**DATA EXCERPTS**.
= = = = =
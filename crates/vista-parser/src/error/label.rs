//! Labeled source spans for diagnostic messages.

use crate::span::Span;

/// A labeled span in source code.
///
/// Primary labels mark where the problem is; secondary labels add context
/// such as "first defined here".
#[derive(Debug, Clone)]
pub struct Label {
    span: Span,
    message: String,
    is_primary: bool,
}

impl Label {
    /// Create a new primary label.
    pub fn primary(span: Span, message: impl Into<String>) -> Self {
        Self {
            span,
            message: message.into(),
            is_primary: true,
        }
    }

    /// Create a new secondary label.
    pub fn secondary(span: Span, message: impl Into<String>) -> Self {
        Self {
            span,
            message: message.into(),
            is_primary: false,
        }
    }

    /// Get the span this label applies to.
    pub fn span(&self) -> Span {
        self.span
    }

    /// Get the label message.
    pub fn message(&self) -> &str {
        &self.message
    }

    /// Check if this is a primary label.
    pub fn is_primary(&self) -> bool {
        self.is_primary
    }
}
= = = = =
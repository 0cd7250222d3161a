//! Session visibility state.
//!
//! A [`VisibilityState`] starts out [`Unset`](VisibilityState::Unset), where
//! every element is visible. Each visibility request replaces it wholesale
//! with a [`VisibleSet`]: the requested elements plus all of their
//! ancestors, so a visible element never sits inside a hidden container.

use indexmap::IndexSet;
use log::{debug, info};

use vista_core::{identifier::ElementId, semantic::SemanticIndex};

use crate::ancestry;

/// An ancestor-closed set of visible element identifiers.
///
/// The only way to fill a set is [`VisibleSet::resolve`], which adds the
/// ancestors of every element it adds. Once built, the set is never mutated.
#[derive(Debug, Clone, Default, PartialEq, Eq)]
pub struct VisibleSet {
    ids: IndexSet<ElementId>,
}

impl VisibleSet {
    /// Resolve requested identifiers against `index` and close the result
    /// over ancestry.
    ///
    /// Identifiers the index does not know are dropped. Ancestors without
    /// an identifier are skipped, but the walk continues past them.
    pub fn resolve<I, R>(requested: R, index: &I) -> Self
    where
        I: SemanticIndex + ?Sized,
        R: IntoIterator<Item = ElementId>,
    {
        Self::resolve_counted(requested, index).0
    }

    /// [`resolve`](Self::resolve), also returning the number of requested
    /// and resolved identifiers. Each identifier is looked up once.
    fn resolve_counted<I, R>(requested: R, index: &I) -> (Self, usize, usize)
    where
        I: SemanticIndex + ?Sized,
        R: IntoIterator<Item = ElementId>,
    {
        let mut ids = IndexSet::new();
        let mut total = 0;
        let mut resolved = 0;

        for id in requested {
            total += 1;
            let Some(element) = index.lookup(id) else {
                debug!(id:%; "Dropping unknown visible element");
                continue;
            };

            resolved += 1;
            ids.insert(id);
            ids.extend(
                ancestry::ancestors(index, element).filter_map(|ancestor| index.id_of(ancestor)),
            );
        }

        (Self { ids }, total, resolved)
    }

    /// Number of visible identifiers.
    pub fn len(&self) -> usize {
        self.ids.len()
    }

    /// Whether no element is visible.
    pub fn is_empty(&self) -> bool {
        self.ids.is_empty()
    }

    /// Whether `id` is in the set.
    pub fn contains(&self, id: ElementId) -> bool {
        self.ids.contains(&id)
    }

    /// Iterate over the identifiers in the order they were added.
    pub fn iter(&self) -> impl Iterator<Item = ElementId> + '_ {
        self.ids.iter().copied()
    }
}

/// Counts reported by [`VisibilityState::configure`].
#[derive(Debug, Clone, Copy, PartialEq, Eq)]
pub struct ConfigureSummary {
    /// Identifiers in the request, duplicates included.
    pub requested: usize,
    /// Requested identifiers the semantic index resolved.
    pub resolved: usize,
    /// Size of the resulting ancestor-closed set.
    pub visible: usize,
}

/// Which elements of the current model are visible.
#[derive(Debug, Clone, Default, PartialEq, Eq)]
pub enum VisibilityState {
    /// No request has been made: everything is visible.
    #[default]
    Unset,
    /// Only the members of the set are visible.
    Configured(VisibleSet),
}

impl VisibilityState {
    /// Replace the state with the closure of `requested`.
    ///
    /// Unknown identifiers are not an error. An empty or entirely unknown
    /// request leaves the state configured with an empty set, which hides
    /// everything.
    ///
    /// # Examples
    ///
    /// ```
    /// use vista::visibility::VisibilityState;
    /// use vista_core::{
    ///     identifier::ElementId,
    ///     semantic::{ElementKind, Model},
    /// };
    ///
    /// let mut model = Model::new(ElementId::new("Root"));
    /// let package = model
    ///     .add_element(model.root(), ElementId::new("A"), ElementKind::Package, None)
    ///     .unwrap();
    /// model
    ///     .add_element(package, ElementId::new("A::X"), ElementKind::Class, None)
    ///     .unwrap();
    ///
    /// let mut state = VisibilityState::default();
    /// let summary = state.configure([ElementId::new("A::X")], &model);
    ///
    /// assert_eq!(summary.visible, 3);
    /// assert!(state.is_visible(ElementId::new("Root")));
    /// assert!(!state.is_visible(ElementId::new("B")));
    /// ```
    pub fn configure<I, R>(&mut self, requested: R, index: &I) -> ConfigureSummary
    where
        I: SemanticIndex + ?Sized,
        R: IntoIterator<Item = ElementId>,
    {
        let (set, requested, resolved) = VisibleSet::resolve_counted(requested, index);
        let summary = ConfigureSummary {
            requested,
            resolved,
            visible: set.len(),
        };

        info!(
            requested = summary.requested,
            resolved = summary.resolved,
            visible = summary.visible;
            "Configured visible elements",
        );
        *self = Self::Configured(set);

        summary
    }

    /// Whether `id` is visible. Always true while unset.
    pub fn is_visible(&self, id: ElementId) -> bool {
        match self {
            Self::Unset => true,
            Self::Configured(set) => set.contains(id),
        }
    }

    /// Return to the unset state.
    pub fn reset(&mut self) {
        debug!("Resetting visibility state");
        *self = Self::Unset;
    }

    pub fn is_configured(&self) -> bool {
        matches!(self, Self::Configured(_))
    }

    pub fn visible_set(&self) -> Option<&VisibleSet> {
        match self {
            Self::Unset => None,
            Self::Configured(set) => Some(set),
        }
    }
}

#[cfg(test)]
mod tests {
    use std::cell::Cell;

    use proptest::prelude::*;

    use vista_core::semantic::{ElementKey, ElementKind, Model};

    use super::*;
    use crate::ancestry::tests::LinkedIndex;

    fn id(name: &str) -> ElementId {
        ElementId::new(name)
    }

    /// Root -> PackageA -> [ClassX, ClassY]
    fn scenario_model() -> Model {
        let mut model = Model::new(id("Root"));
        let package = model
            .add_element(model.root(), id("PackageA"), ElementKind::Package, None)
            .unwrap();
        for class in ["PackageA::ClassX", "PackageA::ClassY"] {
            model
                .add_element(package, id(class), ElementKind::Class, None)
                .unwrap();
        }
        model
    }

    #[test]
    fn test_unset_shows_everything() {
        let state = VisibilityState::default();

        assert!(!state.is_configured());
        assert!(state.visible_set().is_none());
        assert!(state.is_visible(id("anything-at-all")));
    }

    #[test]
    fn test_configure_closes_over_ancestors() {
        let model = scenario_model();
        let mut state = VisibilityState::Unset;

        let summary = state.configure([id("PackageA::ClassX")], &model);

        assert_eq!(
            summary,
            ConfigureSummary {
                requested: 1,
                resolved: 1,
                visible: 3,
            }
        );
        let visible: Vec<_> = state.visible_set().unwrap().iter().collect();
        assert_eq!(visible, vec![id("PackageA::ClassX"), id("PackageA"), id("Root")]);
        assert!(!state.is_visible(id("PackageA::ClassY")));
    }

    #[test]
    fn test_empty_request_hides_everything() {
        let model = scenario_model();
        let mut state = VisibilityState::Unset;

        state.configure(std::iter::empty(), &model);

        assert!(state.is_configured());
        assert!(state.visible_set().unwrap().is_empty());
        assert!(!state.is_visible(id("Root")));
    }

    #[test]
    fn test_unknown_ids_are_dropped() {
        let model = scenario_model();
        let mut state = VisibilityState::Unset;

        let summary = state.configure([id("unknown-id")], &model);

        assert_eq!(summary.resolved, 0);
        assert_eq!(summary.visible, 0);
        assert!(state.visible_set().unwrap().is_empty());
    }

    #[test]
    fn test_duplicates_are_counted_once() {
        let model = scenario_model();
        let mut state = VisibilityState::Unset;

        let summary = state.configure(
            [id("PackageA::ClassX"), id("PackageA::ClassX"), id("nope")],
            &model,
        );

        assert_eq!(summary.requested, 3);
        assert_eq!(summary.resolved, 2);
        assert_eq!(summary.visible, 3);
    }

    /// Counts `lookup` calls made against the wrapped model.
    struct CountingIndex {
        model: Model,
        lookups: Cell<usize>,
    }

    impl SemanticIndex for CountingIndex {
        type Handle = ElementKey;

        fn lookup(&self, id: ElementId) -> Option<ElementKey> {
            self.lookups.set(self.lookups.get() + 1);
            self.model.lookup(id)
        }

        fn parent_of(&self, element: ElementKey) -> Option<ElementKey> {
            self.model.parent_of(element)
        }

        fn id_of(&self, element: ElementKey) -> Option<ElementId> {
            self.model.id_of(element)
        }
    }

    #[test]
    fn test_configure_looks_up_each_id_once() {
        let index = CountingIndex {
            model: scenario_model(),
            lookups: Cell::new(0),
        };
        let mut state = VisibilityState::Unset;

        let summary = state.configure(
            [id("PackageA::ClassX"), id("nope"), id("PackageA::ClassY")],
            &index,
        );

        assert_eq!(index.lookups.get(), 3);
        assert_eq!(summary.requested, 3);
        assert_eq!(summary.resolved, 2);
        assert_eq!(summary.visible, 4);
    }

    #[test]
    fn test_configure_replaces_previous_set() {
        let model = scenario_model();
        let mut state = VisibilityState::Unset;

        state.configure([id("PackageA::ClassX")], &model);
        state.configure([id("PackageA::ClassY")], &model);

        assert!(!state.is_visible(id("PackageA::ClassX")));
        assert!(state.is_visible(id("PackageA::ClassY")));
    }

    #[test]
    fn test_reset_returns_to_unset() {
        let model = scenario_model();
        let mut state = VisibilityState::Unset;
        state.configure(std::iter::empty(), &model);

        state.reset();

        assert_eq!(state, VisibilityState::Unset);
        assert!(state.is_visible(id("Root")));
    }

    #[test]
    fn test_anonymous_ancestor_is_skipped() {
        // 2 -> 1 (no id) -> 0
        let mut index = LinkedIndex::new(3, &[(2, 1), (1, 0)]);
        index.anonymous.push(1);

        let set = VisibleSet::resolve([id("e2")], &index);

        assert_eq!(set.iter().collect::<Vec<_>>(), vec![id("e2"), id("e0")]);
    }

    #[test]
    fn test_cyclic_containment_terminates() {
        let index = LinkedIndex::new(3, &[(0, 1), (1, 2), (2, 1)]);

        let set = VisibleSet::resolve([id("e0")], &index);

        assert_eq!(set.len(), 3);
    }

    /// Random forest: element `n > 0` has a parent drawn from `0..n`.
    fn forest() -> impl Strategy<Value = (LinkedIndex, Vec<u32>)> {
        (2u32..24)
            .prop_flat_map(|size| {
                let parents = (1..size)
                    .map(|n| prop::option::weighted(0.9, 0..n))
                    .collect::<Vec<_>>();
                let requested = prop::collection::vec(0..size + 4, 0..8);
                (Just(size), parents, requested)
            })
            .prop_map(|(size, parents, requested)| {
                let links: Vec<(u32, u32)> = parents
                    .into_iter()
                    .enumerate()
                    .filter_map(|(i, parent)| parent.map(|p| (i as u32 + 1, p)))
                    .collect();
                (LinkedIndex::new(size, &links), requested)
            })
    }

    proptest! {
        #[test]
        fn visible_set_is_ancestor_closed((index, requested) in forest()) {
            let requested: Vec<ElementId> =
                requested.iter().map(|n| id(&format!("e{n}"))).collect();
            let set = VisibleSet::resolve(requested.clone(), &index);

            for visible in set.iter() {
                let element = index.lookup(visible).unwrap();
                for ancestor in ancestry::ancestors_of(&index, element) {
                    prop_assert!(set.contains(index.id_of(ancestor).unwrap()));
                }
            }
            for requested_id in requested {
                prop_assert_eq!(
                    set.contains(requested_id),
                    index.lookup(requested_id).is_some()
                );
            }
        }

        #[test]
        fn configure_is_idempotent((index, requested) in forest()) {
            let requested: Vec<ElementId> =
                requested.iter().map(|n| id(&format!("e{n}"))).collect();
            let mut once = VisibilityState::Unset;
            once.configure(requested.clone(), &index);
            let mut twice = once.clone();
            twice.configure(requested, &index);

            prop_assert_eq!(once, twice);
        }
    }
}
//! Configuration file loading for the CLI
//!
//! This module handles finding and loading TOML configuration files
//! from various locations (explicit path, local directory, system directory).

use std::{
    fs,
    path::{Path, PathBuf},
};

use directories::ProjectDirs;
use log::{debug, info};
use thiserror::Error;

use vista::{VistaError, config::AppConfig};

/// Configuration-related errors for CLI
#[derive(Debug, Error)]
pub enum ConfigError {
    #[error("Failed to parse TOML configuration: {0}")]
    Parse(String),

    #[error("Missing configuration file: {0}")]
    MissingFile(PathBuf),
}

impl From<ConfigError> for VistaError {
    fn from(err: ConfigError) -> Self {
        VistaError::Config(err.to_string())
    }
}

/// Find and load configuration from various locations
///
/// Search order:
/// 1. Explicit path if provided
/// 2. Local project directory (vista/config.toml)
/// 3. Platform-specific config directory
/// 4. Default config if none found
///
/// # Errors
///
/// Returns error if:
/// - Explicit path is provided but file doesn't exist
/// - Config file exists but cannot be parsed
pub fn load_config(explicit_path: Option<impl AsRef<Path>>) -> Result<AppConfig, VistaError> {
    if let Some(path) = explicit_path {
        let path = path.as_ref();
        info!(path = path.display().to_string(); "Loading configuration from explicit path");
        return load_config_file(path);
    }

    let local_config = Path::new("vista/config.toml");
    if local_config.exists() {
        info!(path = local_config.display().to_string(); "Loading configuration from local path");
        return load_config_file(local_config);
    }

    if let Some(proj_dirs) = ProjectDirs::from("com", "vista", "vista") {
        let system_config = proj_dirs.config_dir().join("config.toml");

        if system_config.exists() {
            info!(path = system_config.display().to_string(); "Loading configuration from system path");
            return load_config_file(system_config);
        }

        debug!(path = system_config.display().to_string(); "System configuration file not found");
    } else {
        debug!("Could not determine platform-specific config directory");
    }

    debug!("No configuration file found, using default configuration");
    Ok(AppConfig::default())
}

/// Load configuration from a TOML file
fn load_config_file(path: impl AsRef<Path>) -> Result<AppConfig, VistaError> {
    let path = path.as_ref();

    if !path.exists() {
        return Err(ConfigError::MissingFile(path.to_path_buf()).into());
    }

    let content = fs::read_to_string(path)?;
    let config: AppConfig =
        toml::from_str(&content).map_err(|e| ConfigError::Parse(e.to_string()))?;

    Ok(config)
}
= = = = =
**WORK TO BE COMPLETED**. The lines above starting at the one that contains "(LinkedIndex::new(size, &links), requested)" and ending at the one that contains "let mut twice = once.clone();" must be transcribed exactly, and no other lines may appear.

**FINISHED EXERCISE**.
                (LinkedIndex::new(size, &links), requested)
            })
    }

    proptest! {
        #[test]
        fn visible_set_is_ancestor_closed((index, requested) in forest()) {
            let requested: Vec<ElementId> =
                requested.iter().map(|n| id(&format!("e{n}"))).collect();
            let set = VisibleSet::resolve(requested.clone(), &index);

            for visible in set.iter() {
                let element = index.lookup(visible).unwrap();
                for ancestor in ancestry::ancestors_of(&index, element) {
                    prop_assert!(set.contains(index.id_of(ancestor).unwrap()));
                }
            }
            for requested_id in requested {
                prop_assert_eq!(
                    set.contains(requested_id),
                    index.lookup(requested_id).is_some()
                );
            }
        }

        #[test]
        fn configure_is_idempotent((index, requested) in forest()) {
            let requested: Vec<ElementId> =
                requested.iter().map(|n| id(&format!("e{n}"))).collect();
            let mut once = VisibilityState::Unset;
            once.configure(requested.clone(), &index);
            let mut twice = once.clone();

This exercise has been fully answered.